Stored items:
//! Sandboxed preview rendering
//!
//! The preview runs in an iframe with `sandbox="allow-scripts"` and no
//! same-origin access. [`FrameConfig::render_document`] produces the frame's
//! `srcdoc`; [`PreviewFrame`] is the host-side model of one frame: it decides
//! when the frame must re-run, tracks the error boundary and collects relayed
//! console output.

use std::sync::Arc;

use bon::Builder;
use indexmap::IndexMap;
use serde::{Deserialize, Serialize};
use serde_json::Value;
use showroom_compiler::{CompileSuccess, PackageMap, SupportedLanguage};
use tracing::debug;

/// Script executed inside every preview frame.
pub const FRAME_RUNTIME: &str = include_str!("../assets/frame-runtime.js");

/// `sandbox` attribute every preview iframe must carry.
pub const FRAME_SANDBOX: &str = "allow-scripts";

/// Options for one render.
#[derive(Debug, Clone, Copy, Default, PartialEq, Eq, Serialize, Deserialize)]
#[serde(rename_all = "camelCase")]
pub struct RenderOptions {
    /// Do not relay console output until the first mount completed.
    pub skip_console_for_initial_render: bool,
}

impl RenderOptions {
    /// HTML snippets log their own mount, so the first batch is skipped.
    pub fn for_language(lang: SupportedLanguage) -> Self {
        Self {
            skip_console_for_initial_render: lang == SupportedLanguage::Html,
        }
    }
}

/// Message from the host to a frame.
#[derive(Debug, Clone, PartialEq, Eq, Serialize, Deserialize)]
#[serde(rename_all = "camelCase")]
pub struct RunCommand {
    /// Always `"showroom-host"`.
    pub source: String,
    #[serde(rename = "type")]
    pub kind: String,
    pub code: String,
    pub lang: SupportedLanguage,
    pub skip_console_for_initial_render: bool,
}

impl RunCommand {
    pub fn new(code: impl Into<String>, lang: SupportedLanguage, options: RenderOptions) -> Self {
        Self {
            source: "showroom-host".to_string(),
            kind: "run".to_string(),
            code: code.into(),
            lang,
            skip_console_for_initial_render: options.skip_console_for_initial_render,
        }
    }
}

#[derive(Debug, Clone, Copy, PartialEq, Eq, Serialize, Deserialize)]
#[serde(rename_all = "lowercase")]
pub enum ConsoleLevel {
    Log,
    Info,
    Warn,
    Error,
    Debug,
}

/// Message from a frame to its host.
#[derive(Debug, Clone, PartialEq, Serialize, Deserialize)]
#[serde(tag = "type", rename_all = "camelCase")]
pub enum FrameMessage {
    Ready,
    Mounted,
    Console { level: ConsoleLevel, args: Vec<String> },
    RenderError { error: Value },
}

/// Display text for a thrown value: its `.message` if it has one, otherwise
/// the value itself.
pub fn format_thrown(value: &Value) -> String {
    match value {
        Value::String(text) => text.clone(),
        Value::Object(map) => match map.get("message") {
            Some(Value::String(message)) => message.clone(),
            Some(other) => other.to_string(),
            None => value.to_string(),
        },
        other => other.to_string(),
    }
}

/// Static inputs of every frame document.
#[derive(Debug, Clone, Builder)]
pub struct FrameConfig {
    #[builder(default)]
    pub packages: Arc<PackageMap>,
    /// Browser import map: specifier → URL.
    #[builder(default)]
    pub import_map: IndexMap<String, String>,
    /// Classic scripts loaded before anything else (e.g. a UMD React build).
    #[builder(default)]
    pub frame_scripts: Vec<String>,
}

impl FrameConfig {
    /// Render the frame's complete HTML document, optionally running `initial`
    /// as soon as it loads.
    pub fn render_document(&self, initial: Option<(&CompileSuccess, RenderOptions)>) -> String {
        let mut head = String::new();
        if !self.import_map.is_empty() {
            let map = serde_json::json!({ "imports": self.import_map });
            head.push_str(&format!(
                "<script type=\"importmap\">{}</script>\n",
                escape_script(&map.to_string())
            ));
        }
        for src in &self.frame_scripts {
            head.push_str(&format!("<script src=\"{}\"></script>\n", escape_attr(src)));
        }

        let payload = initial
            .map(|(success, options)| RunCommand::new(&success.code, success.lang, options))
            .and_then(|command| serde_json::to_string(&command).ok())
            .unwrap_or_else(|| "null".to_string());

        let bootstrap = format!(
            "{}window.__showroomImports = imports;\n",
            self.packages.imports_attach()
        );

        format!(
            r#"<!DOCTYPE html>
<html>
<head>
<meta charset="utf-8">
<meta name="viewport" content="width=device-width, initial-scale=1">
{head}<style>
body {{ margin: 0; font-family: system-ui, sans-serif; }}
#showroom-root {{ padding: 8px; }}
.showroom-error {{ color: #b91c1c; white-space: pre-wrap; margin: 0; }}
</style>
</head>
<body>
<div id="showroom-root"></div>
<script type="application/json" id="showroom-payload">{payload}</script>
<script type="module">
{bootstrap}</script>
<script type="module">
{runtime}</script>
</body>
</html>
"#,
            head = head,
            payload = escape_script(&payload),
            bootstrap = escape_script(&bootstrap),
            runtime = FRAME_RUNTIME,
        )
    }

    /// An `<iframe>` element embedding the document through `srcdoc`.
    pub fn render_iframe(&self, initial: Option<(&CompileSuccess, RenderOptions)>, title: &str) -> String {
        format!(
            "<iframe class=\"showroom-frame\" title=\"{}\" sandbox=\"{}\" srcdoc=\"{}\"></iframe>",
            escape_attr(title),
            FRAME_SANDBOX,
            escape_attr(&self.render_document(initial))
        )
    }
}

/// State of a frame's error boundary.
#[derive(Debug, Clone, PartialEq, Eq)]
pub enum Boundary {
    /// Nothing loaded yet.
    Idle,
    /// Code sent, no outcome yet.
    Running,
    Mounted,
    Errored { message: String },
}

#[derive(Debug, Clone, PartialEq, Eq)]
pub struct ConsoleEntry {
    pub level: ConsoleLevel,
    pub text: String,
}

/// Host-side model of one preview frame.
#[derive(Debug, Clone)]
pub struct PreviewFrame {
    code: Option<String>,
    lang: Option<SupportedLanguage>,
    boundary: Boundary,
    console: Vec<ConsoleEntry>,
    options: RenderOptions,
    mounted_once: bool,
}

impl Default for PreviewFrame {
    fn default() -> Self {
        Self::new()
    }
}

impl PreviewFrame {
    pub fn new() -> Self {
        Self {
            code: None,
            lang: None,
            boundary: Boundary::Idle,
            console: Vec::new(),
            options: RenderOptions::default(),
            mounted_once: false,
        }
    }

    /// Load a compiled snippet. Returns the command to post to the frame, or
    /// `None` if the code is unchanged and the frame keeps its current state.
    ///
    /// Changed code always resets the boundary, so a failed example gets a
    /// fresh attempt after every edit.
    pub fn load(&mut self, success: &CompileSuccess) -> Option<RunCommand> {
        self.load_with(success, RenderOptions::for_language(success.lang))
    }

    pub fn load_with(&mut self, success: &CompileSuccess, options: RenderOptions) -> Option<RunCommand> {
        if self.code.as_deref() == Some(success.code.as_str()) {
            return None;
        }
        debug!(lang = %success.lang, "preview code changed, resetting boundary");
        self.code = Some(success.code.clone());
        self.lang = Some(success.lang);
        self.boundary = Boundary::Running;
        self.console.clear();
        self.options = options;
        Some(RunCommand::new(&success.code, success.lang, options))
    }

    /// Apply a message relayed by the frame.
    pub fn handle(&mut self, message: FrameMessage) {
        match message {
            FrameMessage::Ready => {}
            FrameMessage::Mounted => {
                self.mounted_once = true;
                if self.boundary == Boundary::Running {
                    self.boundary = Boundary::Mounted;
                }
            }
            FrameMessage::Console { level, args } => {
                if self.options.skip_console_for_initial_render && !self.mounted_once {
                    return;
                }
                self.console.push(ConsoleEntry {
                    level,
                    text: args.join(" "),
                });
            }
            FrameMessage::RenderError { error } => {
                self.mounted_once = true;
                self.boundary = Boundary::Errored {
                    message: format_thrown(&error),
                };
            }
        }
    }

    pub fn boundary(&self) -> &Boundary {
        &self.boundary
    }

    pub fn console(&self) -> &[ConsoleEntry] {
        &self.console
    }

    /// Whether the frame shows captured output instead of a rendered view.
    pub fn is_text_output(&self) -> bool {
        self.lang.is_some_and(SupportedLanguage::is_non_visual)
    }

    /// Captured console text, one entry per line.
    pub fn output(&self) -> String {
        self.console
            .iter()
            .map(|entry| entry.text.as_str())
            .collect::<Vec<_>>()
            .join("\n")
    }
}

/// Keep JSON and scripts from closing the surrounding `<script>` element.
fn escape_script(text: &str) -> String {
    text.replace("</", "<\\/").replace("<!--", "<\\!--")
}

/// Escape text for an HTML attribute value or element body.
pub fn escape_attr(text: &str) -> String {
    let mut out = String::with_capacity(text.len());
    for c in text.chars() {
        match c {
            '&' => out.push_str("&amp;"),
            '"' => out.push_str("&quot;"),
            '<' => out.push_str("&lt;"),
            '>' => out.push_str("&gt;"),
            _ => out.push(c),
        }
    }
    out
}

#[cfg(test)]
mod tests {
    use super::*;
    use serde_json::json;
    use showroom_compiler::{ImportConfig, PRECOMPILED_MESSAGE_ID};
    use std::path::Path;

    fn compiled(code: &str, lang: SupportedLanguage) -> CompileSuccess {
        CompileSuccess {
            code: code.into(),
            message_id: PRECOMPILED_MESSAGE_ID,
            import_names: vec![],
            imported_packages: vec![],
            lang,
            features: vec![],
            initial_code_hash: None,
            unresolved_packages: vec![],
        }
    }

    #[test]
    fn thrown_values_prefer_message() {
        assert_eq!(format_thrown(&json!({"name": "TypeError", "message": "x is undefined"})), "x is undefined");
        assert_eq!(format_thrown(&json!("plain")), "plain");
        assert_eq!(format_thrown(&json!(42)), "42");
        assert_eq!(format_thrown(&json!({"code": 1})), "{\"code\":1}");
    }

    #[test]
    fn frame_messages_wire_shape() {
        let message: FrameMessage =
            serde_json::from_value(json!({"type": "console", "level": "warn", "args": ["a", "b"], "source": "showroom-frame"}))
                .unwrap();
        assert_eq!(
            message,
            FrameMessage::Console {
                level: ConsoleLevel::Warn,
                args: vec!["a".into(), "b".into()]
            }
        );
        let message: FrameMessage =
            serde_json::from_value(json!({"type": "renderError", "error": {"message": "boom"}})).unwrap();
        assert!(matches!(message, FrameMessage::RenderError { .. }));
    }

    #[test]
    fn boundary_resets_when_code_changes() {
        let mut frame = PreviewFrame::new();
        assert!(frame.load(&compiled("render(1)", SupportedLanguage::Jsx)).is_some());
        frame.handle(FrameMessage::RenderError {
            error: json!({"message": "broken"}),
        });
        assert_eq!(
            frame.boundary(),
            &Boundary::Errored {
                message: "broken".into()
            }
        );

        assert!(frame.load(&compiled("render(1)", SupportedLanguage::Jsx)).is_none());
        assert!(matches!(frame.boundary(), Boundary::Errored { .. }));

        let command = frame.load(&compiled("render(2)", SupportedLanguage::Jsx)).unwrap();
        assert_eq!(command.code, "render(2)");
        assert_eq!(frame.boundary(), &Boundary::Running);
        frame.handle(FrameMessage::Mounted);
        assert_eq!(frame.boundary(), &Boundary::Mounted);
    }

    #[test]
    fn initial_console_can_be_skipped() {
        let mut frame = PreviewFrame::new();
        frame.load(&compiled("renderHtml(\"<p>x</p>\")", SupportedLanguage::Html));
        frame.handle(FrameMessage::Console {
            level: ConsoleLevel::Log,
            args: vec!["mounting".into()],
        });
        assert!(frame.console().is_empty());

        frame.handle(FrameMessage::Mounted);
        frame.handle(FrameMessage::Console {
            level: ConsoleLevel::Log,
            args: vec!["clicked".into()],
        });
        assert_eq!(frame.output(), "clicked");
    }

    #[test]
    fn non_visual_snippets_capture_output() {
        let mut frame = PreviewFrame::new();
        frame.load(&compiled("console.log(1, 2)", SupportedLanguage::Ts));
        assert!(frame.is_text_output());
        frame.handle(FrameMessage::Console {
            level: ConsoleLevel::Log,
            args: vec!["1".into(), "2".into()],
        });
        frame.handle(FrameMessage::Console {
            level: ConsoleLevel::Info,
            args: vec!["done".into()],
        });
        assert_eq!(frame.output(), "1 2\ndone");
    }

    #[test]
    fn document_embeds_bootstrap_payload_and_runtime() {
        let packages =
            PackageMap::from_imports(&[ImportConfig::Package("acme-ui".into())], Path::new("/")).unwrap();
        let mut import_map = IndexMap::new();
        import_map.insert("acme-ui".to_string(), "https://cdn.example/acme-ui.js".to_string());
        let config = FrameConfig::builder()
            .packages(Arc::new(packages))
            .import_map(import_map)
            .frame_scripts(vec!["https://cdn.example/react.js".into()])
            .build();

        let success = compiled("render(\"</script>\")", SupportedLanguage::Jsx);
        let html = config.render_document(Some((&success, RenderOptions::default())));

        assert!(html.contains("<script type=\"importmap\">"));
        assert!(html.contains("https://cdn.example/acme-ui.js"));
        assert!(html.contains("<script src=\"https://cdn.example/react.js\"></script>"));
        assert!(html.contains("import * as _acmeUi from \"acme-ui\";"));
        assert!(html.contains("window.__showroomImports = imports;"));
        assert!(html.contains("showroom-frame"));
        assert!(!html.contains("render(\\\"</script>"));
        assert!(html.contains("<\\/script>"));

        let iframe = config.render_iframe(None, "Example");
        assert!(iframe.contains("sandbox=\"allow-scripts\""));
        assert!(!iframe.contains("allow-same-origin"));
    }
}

WHAT TO DO →
Answer with one number, namely the count of lines in the entries that include the word "loaded".

OUTPUT BELOW →
2